Fleeing scandal in the city, a surgeon accepts a job at a village clinic. He buys antibiotics out of pocket, squashes roaches, and chafes at the interventions of the corrupt officer who oversees his work.
But his outlook on life changes one night when a teacher, his pregnant wife, and their young son appear. Killed in a violent robbery, they tell the surgeon that they have been offered a second chance at living if the surgeon can mend their wounds before sunrise.
So begins a night of quiet work, “as if the crickets had been bribed,” during which the surgeon realizes his future is tied more closely to that of the dead family than he could have imagined. By dawn, he and his assistant have gained knowledge no mortal should have.
In this inventive novel charged with philosophical gravity and sly humor, Vikram Paralkar takes on the practice of medicine in a time when the right to health care is frequently challenged. Engaging earthly injustice and imaginaries of the afterlife, he asks how we might navigate corrupt institutions to find a moral center. Encompassing social criticism and magically unreal drama, Night Theater is a first novel as satisfying for its existential inquiry as for its enthralling story of a skeptical physician who arrives at a greater understanding of life's miracles.

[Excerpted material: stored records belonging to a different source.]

//! Per-group aggregates over normalized breeds.
//!
//! Breeds without a group never reach a group table. Every sort here is
//! stable, so rows with equal keys stay in the order their group was first
//! seen in the input.

use crate::domain::model::{
    GroupBox, GroupCount, GroupMean, GroupSexMeans, MeasurementStats, NormalizedBreed,
    ScatterPoint,
};
use serde::{Deserialize, Serialize};
use std::cmp::Ordering;
use std::collections::HashMap;

#[derive(Debug, Clone, Copy, PartialEq, Eq, Serialize, Deserialize)]
#[serde(rename_all = "snake_case")]
pub enum MeasurementKind {
    Weight,
    Height,
}

impl MeasurementKind {
    fn stats(self, breed: &NormalizedBreed) -> &MeasurementStats {
        match self {
            MeasurementKind::Weight => &breed.weight,
            MeasurementKind::Height => &breed.height,
        }
    }
}

/// Which per-sex columns a measurement table carries.
#[derive(Debug, Clone, Copy, PartialEq, Eq, Serialize, Deserialize)]
#[serde(rename_all = "snake_case")]
pub enum SexColumns {
    Both,
    Male,
    Female,
}

/// Breeds bucketed by group, groups in first-seen order.
pub(crate) fn grouped<'a, I>(breeds: I) -> Vec<(String, Vec<&'a NormalizedBreed>)>
where
    I: IntoIterator<Item = &'a NormalizedBreed>,
{
    let mut index: HashMap<&'a str, usize> = HashMap::new();
    let mut groups: Vec<(String, Vec<&'a NormalizedBreed>)> = Vec::new();

    for breed in breeds {
        let Some(group) = breed.breed_group.as_deref() else {
            continue;
        };
        match index.get(group) {
            Some(&slot) => groups[slot].1.push(breed),
            None => {
                index.insert(group, groups.len());
                groups.push((group.to_string(), vec![breed]));
            }
        }
    }

    groups
}

/// Descending by key, `None` last. `sort_by` is stable.
pub(crate) fn sort_desc_stable<T, F>(rows: &mut [T], key: F)
where
    F: Fn(&T) -> Option<f64>,
{
    rows.sort_by(|a, b| cmp_desc(key(a), key(b)));
}

fn cmp_desc(a: Option<f64>, b: Option<f64>) -> Ordering {
    match (a, b) {
        (Some(x), Some(y)) => y.total_cmp(&x),
        (Some(_), None) => Ordering::Less,
        (None, Some(_)) => Ordering::Greater,
        (None, None) => Ordering::Equal,
    }
}

pub fn round1(value: f64) -> f64 {
    (value * 10.0).round() / 10.0
}

fn mean<I: IntoIterator<Item = f64>>(values: I) -> Option<f64> {
    let (sum, n) = values
        .into_iter()
        .fold((0.0, 0usize), |(sum, n), v| (sum + v, n + 1));
    (n > 0).then(|| sum / n as f64)
}

pub fn count_by_group(breeds: &[NormalizedBreed]) -> Vec<GroupCount> {
    let mut rows: Vec<GroupCount> = grouped(breeds)
        .into_iter()
        .map(|(breed_group, members)| GroupCount {
            breed_group,
            count: members.len(),
        })
        .collect();

    rows.sort_by(|a, b| b.count.cmp(&a.count));
    rows
}

/// Mean of `life_avg` per group, rounded to one decimal. Rows are ordered by
/// the unrounded mean.
pub fn mean_life_by_group(breeds: &[NormalizedBreed]) -> Vec<GroupMean> {
    let mut rows: Vec<(f64, GroupMean)> = grouped(breeds.iter().filter(|b| b.life_avg.is_some()))
        .into_iter()
        .filter_map(|(breed_group, members)| {
            let mean = mean(members.iter().filter_map(|b| b.life_avg))?;
            Some((
                mean,
                GroupMean {
                    breed_group,
                    count: members.len(),
                    mean: round1(mean),
                },
            ))
        })
        .collect();

    sort_desc_stable(&mut rows, |(raw, _)| Some(*raw));
    rows.into_iter().map(|(_, row)| row).collect()
}

/// Mean male and female averages of a measurement per group. Each sex is
/// averaged over its own non-null values; a group with none gets `None`.
pub fn mean_measurement_by_group(
    breeds: &[NormalizedBreed],
    kind: MeasurementKind,
    columns: SexColumns,
) -> Vec<GroupSexMeans> {
    let with_male = matches!(columns, SexColumns::Both | SexColumns::Male);
    let with_female = matches!(columns, SexColumns::Both | SexColumns::Female);

    // 排序用未四捨五入的平均，輸出時才取一位小數
    let mut rows: Vec<(Option<f64>, Option<f64>, GroupSexMeans)> = grouped(breeds)
        .into_iter()
        .map(|(breed_group, members)| {
            let male = mean(members.iter().filter_map(|b| kind.stats(b).male_avg))
                .filter(|_| with_male);
            let female = mean(members.iter().filter_map(|b| kind.stats(b).female_avg))
                .filter(|_| with_female);
            let row = GroupSexMeans {
                breed_group,
                count: members.len(),
                male_avg: male.map(round1),
                female_avg: female.map(round1),
            };
            (male, female, row)
        })
        .collect();

    match columns {
        SexColumns::Both => rows.sort_by(|a, b| cmp_desc(a.0, b.0).then_with(|| cmp_desc(a.1, b.1))),
        SexColumns::Male | SexColumns::Female => rows.sort_by(|a, b| b.2.count.cmp(&a.2.count)),
    }
    rows.into_iter().map(|(_, _, row)| row).collect()
}

/// Linear-interpolated quantile of an ascending, non-empty slice.
fn quantile(sorted: &[f64], p: f64) -> f64 {
    let pos = p * (sorted.len() - 1) as f64;
    let lo = pos.floor() as usize;
    let hi = pos.ceil() as usize;
    sorted[lo] + (sorted[hi] - sorted[lo]) * (pos - lo as f64)
}

/// Five-number summary of `life_avg` per group, for box plots.
pub fn life_span_box_by_group(breeds: &[NormalizedBreed]) -> Vec<GroupBox> {
    grouped(breeds.iter().filter(|b| b.life_avg.is_some()))
        .into_iter()
        .map(|(breed_group, members)| {
            let mut values: Vec<f64> = members.iter().filter_map(|b| b.life_avg).collect();
            values.sort_by(f64::total_cmp);
            GroupBox {
                breed_group,
                count: values.len(),
                min: round1(values[0]),
                q1: round1(quantile(&values, 0.25)),
                median: round1(quantile(&values, 0.5)),
                q3: round1(quantile(&values, 0.75)),
                max: round1(values[values.len() - 1]),
            }
        })
        .collect()
}

/// Weight against life span, one point per breed that has both.
pub fn weight_life_points(breeds: &[NormalizedBreed]) -> Vec<ScatterPoint> {
    breeds
        .iter()
        .filter_map(|b| {
            let weight = b
                .weight
                .avg
                .or_else(|| mean(b.weight.male_avg.into_iter().chain(b.weight.female_avg)))?;
            Some(ScatterPoint {
                name: b.name.clone(),
                breed_group: b.breed_group.clone(),
                weight_kg: weight,
                life_avg: b.life_avg?,
            })
        })
        .collect()
}

#[cfg(test)]
mod tests {
    use super::*;

    fn breed(group: Option<&str>, life_avg: Option<f64>) -> NormalizedBreed {
        NormalizedBreed {
            id: None,
            name: group.unwrap_or("none").to_string(),
            breed_group: group.map(str::to_string),
            origin: None,
            image_url: None,
            life_min: None,
            life_max: None,
            life_avg,
            weight: MeasurementStats::default(),
            height: MeasurementStats::default(),
            traits: Default::default(),
        }
    }

    fn weighted(group: &str, male: Option<f64>, female: Option<f64>) -> NormalizedBreed {
        let mut b = breed(Some(group), None);
        b.weight = MeasurementStats {
            male_avg: male,
            female_avg: female,
            avg: None,
        };
        b
    }

    #[test]
    fn test_count_by_group_descending_and_stable() {
        let breeds = vec![
            breed(Some("Toy"), None),
            breed(Some("Hound"), None),
            breed(None, None),
            breed(Some("Hound"), None),
            breed(Some("Terrier"), None),
        ];

        let counts = count_by_group(&breeds);
        let rows: Vec<(&str, usize)> = counts
            .iter()
            .map(|c| (c.breed_group.as_str(), c.count))
            .collect();
        assert_eq!(rows, vec![("Hound", 2), ("Toy", 1), ("Terrier", 1)]);
    }

    #[test]
    fn test_mean_life_rounds_and_sorts() {
        let breeds = vec![
            breed(Some("Toy"), Some(12.0)),
            breed(Some("Toy"), Some(13.25)),
            breed(Some("Working"), Some(10.0)),
            breed(Some("Working"), None),
            breed(Some("Sporting"), None),
        ];

        let rows = mean_life_by_group(&breeds);
        assert_eq!(rows.len(), 2);
        assert_eq!(rows[0].breed_group, "Toy");
        assert_eq!(rows[0].mean, 12.6);
        assert_eq!(rows[0].count, 2);
        assert_eq!(rows[1].breed_group, "Working");
        assert_eq!(rows[1].count, 1);
    }

    #[test]
    fn test_mean_life_ties_keep_input_order() {
        let breeds = vec![
            breed(Some("B"), Some(11.0)),
            breed(Some("A"), Some(11.0)),
            breed(Some("C"), Some(15.0)),
        ];

        let order: Vec<String> = mean_life_by_group(&breeds)
            .into_iter()
            .map(|r| r.breed_group)
            .collect();
        assert_eq!(order, vec!["C", "B", "A"]);
    }

    #[test]
    fn test_mean_life_near_tie_sorts_on_unrounded_mean() {
        let breeds = vec![
            breed(Some("Alpha"), Some(12.01)),
            breed(Some("Beta"), Some(12.04)),
        ];

        let rows: Vec<(String, f64)> = mean_life_by_group(&breeds)
            .into_iter()
            .map(|r| (r.breed_group, r.mean))
            .collect();
        assert_eq!(
            rows,
            vec![("Beta".to_string(), 12.0), ("Alpha".to_string(), 12.0)]
        );
    }

    #[test]
    fn test_measurement_near_tie_sorts_on_unrounded_mean() {
        let breeds = vec![
            weighted("Toy", Some(5.01), None),
            weighted("Terrier", Some(5.04), None),
        ];

        let rows = mean_measurement_by_group(&breeds, MeasurementKind::Weight, SexColumns::Both);
        let order: Vec<&str> = rows.iter().map(|r| r.breed_group.as_str()).collect();
        assert_eq!(order, vec!["Terrier", "Toy"]);
        assert!(rows.iter().all(|r| r.male_avg == Some(5.0)));
    }

    #[test]
    fn test_measurement_both_columns_sorted_with_nulls_last() {
        let breeds = vec![
            weighted("Toy", Some(3.0), Some(2.5)),
            weighted("Hound", None, Some(20.0)),
            weighted("Working", Some(40.0), None),
            weighted("Working", Some(45.0), Some(35.0)),
            weighted("Herding", Some(40.0), Some(30.0)),
        ];

        let rows = mean_measurement_by_group(&breeds, MeasurementKind::Weight, SexColumns::Both);
        let order: Vec<&str> = rows.iter().map(|r| r.breed_group.as_str()).collect();
        assert_eq!(order, vec!["Working", "Herding", "Toy", "Hound"]);
        assert_eq!(rows[0].male_avg, Some(42.5));
        assert_eq!(rows[0].female_avg, Some(35.0));
        assert_eq!(rows[3].male_avg, None);
    }

    #[test]
    fn test_measurement_single_column_sorted_by_count() {
        let breeds = vec![
            weighted("Toy", Some(3.0), Some(2.5)),
            weighted("Working", Some(40.0), Some(30.0)),
            weighted("Toy", Some(4.0), None),
        ];

        let rows = mean_measurement_by_group(&breeds, MeasurementKind::Weight, SexColumns::Male);
        assert_eq!(rows[0].breed_group, "Toy");
        assert_eq!(rows[0].male_avg, Some(3.5));
        assert_eq!(rows[0].female_avg, None);

        let heights = mean_measurement_by_group(&breeds, MeasurementKind::Height, SexColumns::Both);
        assert!(heights.iter().all(|r| r.male_avg.is_none() && r.female_avg.is_none()));
    }

    #[test]
    fn test_box_summary() {
        let breeds = vec![
            breed(Some("Toy"), Some(10.0)),
            breed(Some("Toy"), Some(14.0)),
            breed(Some("Toy"), Some(12.0)),
            breed(Some("Toy"), Some(16.0)),
            breed(Some("Hound"), None),
        ];

        let boxes = life_span_box_by_group(&breeds);
        assert_eq!(boxes.len(), 1);
        let toy = &boxes[0];
        assert_eq!((toy.min, toy.max), (10.0, 16.0));
        assert_eq!(toy.median, 13.0);
        assert_eq!(toy.q1, 11.5);
        assert_eq!(toy.q3, 14.5);
    }

    #[test]
    fn test_weight_life_points() {
        let mut plain = breed(Some("Toy"), Some(13.0));
        plain.weight.avg = Some(4.5);
        let mut split = breed(None, Some(10.0));
        split.weight.male_avg = Some(30.0);
        split.weight.female_avg = Some(26.0);
        let no_life = weighted("Working", Some(40.0), None);

        let points = weight_life_points(&[plain, split, no_life]);
        assert_eq!(points.len(), 2);
        assert_eq!(points[0].weight_kg, 4.5);
        assert_eq!(points[1].weight_kg, 28.0);
        assert_eq!(points[1].breed_group, None);
    }

    #[test]
    fn test_empty_input_gives_empty_tables() {
        assert!(count_by_group(&[]).is_empty());
        assert!(mean_life_by_group(&[]).is_empty());
        assert!(mean_measurement_by_group(&[], MeasurementKind::Height, SexColumns::Both).is_empty());
        assert!(life_span_box_by_group(&[]).is_empty());
        assert!(weight_life_points(&[]).is_empty());
    }
}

Paralkar (The Afflictions) draws on his experience as a physician in this fablelike tale that melds the philosophical with the corporeal. After a near career-ending scandal, an unnamed surgeon in India grudgingly figures he'll finish his career caring for the rural poor, doing his best with the outmoded equipment and minimal supplies at his disposal. One night, he's visited by a family a young boy, his father, and his pregnant mother asking for his help. As it happens, they're all dead, the victims of an attack by highwaymen. The family claims to have been visited by an angel who has insisted that this surgeon alone has the skills to return them to life but there's only one night to repair their bodies. Accompanied by his devout young assistant, the decidedly a-religious surgeon embarks on the greatest challenge of his career, all the while considering questions about mortality, the afterlife, and the challenges of living an upright life. Paralkar's novel underscores the arbitrary nature of death, the fact that one can neither prepare for it nor, perhaps, cheat one's way out of it. Metaphysical conversations contrast with the detailed descriptions of surgery on damaged bodies that no longer either bleed or feel pain. Grotesque, strange, and hopeful in turns, the novel will leave readers marveling at the mysteries of death and the wonders of life.